Based on this incident alone, I'd say that Linda Foley's remarks are spot on.
Releasing records is a slippery slope, and Kerry was smart enough to recognize it -- even if the media aren't. He gets accused of having something to hide regardless of whether he releases all, or just some, records. If he releases everything, he is handing his enemies ammo -- especially considering GW and his Nazi colleagues have effectively suppressed *everything* -- and those who had the gumption to go looking lost their jobs (see also: a certain Maine newspaper reporter).

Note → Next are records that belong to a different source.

//! Click-to-move and attack-intent targeting.
//!
//! Movement runs every frame, independent of the combat cadence. The combat
//! range check gates damage until the walk brings the player close enough.

use crate::components::EnemyId;
use crate::math::{Fixed, Vec2Fixed};
use crate::messages::MessageKind;
use crate::session::{CommandOutcome, RejectReason, Session};

/// Set a new walk destination. Always drops the combat target.
pub fn move_player_to(session: &mut Session, point: Vec2Fixed) -> CommandOutcome {
    if session.player.is_dying() {
        return CommandOutcome::Rejected(RejectReason::PlayerDying);
    }

    session.player.destination = Some(point);
    session.active_target = None;
    CommandOutcome::Accepted
}

/// Walk up to an enemy and make it the combat target in one operation.
///
/// The approach point sits `attack_approach_distance` from the enemy on the
/// side facing the player.
pub fn issue_attack(session: &mut Session, id: EnemyId) -> CommandOutcome {
    if session.player.is_dying() {
        return CommandOutcome::Rejected(RejectReason::PlayerDying);
    }
    let Some(enemy) = session.enemies.get(&id) else {
        return CommandOutcome::Rejected(RejectReason::UnknownEnemy(id));
    };
    if !enemy.is_targetable() {
        return CommandOutcome::Rejected(RejectReason::EnemyDead(id));
    }

    let approach = approach_point(
        enemy.position,
        session.player.position,
        session.config.attack_approach_distance,
    );
    let text = format!("You attack the {}!", enemy.name);

    session.player.destination = Some(approach);
    session.active_target = Some(id);
    session.emit(text, MessageKind::Action);
    CommandOutcome::Accepted
}

/// Point `distance` away from `target` toward `from`, or along +x when the
/// two coincide.
#[must_use]
pub fn approach_point(target: Vec2Fixed, from: Vec2Fixed, distance: Fixed) -> Vec2Fixed {
    let direction = (from - target).normalize();
    let direction = if direction == Vec2Fixed::ZERO {
        Vec2Fixed::new(Fixed::from_num(1), Fixed::ZERO)
    } else {
        direction
    };
    target + direction.scale(distance)
}

/// Advance the player toward its destination for one frame of `dt_ms`.
///
/// Dying players neither move nor turn. Returns `true` on the frame the
/// player arrives.
pub fn step_movement(session: &mut Session, dt_ms: u64) -> bool {
    if session.player.is_dying() {
        return false;
    }

    let epsilon = session.config.arrival_epsilon;
    let mut arrived = false;

    if let Some(destination) = session.player.destination {
        let player = &mut session.player;
        if player.position.distance(destination) > epsilon {
            let dt = Fixed::saturating_from_num(dt_ms);
            let step = session.config.player_speed.saturating_mul(dt) / Fixed::from_num(1_000);
            player.position = player.position.move_towards(destination, step);
            player.facing = Some(destination);
        }
        if player.position.distance(destination) <= epsilon {
            player.destination = None;
            arrived = true;
        }
    }

    if session.player.destination.is_none() {
        if let Some(target) = session.active_target.and_then(|id| session.enemies.get(&id)) {
            session.player.facing = Some(target.position);
        }
    }

    arrived
}

#[cfg(test)]
mod tests {
    use super::*;
    use crate::config::SimConfig;
    use crate::lifecycle;

    fn session() -> Session {
        Session::new(SimConfig::default()).unwrap()
    }

    fn walk(session: &mut Session, frames: usize) {
        for _ in 0..frames {
            step_movement(session, 16);
        }
    }

    #[test]
    fn test_move_clears_target() {
        let mut session = session();
        assert_eq!(session.issue_attack(1), CommandOutcome::Accepted);
        assert_eq!(session.active_target(), Some(1));

        assert_eq!(session.move_player_to(Vec2Fixed::from_ints(1, 1)), CommandOutcome::Accepted);
        assert_eq!(session.active_target(), None);
        assert_eq!(session.player().destination, Some(Vec2Fixed::from_ints(1, 1)));
    }

    #[test]
    fn test_attack_sets_approach_and_target() {
        let mut session = session();
        session.player.position = Vec2Fixed::from_ints(5, 0);

        assert_eq!(session.issue_attack(1), CommandOutcome::Accepted);
        // Goblin 1 at (5, -5); approach from +z.
        let dest = session.player().destination.unwrap();
        let epsilon = Fixed::from_num(0.001);
        assert!((dest.x - Fixed::from_num(5)).abs() < epsilon);
        assert!((dest.z - Fixed::from_num(-3.8)).abs() < epsilon);
        assert_eq!(session.drain_messages()[0].text, "You attack the Goblin!");
    }

    #[test]
    fn test_attack_rejections() {
        let mut session = session();
        assert_eq!(
            session.issue_attack(9),
            CommandOutcome::Rejected(RejectReason::UnknownEnemy(9))
        );

        lifecycle::kill_enemy(&mut session, 2, 0);
        session.drain_messages();
        assert_eq!(
            session.issue_attack(2),
            CommandOutcome::Rejected(RejectReason::EnemyDead(2))
        );
        assert!(session.drain_messages().is_empty());
    }

    #[test]
    fn test_commands_rejected_while_dying() {
        let mut session = session();
        session.player.stats.set_current_hp(0);
        lifecycle::kill_player(&mut session, 0);

        let dying = CommandOutcome::Rejected(RejectReason::PlayerDying);
        assert_eq!(session.move_player_to(Vec2Fixed::from_ints(2, 2)), dying);
        assert_eq!(session.issue_attack(1), dying);
        assert_eq!(session.interact_with_patch(1), dying);
        assert_eq!(session.player().destination, None);
    }

    #[test]
    fn test_walk_reaches_destination_without_overshoot() {
        let mut session = session();
        session.move_player_to(Vec2Fixed::from_ints(3, 4));

        // 5 units at 7.2 u/s is ~0.69 s, i.e. 44 frames of 16 ms.
        walk(&mut session, 40);
        assert!(session.player().destination.is_some());
        walk(&mut session, 10);
        assert_eq!(session.player().destination, None);
        assert!(session.player().position.distance(Vec2Fixed::from_ints(3, 4)) <= Fixed::from_num(0.1));
    }

    #[test]
    fn test_far_destination_makes_progress() {
        let mut session = session();
        let far = Vec2Fixed::from_ints(50_000, 0);
        session.move_player_to(far);

        walk(&mut session, 1);
        // 7.2 u/s for 16 ms.
        let epsilon = Fixed::from_num(0.001);
        assert!((session.player().position.x - Fixed::from_num(0.1152)).abs() < epsilon);
        assert_eq!(session.player().position.z, Fixed::ZERO);
        assert_eq!(session.player().destination, Some(far));
    }

    #[test]
    fn test_edge_of_range_destination() {
        let mut session = session();
        let corner = Vec2Fixed::new(Fixed::MAX, Fixed::MIN);
        session.move_player_to(corner);

        walk(&mut session, 3);
        let position = session.player().position;
        assert!(position.x > Fixed::ZERO && position.z < Fixed::ZERO);
        assert!(session.player().destination.is_some());
    }

    #[test]
    fn test_oversized_frame_arrives_in_one_step() {
        let mut session = session();
        session.move_player_to(Vec2Fixed::from_ints(3, 4));

        assert!(step_movement(&mut session, u64::MAX));
        assert_eq!(session.player().position, Vec2Fixed::from_ints(3, 4));
        assert_eq!(session.player().destination, None);
    }

    #[test]
    fn test_facing_tracks_target_after_arrival() {
        let mut session = session();
        session.player.position = Vec2Fixed::from_ints(5, -4);
        session.issue_attack(1);
        walk(&mut session, 20);

        assert_eq!(session.player().destination, None);
        assert_eq!(session.player().facing, Some(Vec2Fixed::from_ints(5, -5)));
    }

    #[test]
    fn test_dying_player_does_not_move() {
        let mut session = session();
        session.move_player_to(Vec2Fixed::from_ints(3, 0));
        session.player.stats.set_current_hp(0);
        lifecycle::kill_player(&mut session, 0);

        walk(&mut session, 30);
        assert_eq!(session.player().position, Vec2Fixed::ZERO);
    }

    #[test]
    fn test_approach_point_when_overlapping() {
        let at = Vec2Fixed::from_ints(2, 2);
        let point = approach_point(at, at, Fixed::from_num(1));
        assert_eq!(point, Vec2Fixed::from_ints(3, 2));
    }
}
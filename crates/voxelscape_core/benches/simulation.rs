//! Simulation benchmarks for voxelscape_core.
//!
//! Run with: `cargo bench -p voxelscape_core`

// Benchmark binaries don't need docs on macro-generated functions
#![allow(missing_docs)]

use criterion::{black_box, criterion_group, criterion_main, BatchSize, Criterion};
use voxelscape_core::config::SimConfig;
use voxelscape_core::math::{Fixed, Vec2Fixed};
use voxelscape_core::progression::{level_for_xp, max_hit_for_level};
use voxelscape_core::simulation::Simulation;

/// Level arithmetic runs on every XP change and every tick.
pub fn progression_benchmark(c: &mut Criterion) {
    c.bench_function("level_for_xp", |b| {
        let xp = Fixed::from_num(123_456);
        b.iter(|| level_for_xp(black_box(xp)));
    });

    c.bench_function("max_hit_for_level", |b| {
        b.iter(|| max_hit_for_level(black_box(57)));
    });
}

/// One engaged combat tick, including the respawn sweep.
pub fn combat_tick_benchmark(c: &mut Criterion) {
    c.bench_function("combat_tick_engaged", |b| {
        b.iter_batched(
            || {
                let mut sim = Simulation::with_seed(SimConfig::default(), 42).expect("default config is valid");
                let session = sim.session_mut();
                session.player_mut().position = Vec2Fixed::from_ints(5, -4);
                session.issue_attack(1);
                sim
            },
            |mut sim| black_box(sim.combat_tick()),
            BatchSize::SmallInput,
        );
    });

    c.bench_function("advance_one_minute", |b| {
        b.iter_batched(
            || {
                let mut sim = Simulation::with_seed(SimConfig::default(), 42).expect("default config is valid");
                sim.session_mut().issue_attack(2);
                sim
            },
            |mut sim| {
                sim.advance(60_000);
                black_box(sim.state_hash())
            },
            BatchSize::SmallInput,
        );
    });
}

criterion_group!(benches, progression_benchmark, combat_tick_benchmark);
criterion_main!(benches);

Kerry shouldn't release anything. And he should tell those who cry foul to piss off. Fight fire with fire. It wasn't until Clinton said he'd wring the neck of any Republican jackass who picked on his wife that America stood up and took notice that he was a force to be reckoned with.
Mike_B
Foley has clearly accused the US Military of murdering journalists. She should either attempt to prove it or resign.
Interesting comment. Just like all those folks who called Kerry a coward and a liar during the war -- knowiing full well he wasn't -- resigned their jobs.
Oh wait...I guess they didn't.
Projection -- what psychologists call the act of a person accusing others of what they are guilty of-- is the damnest thing.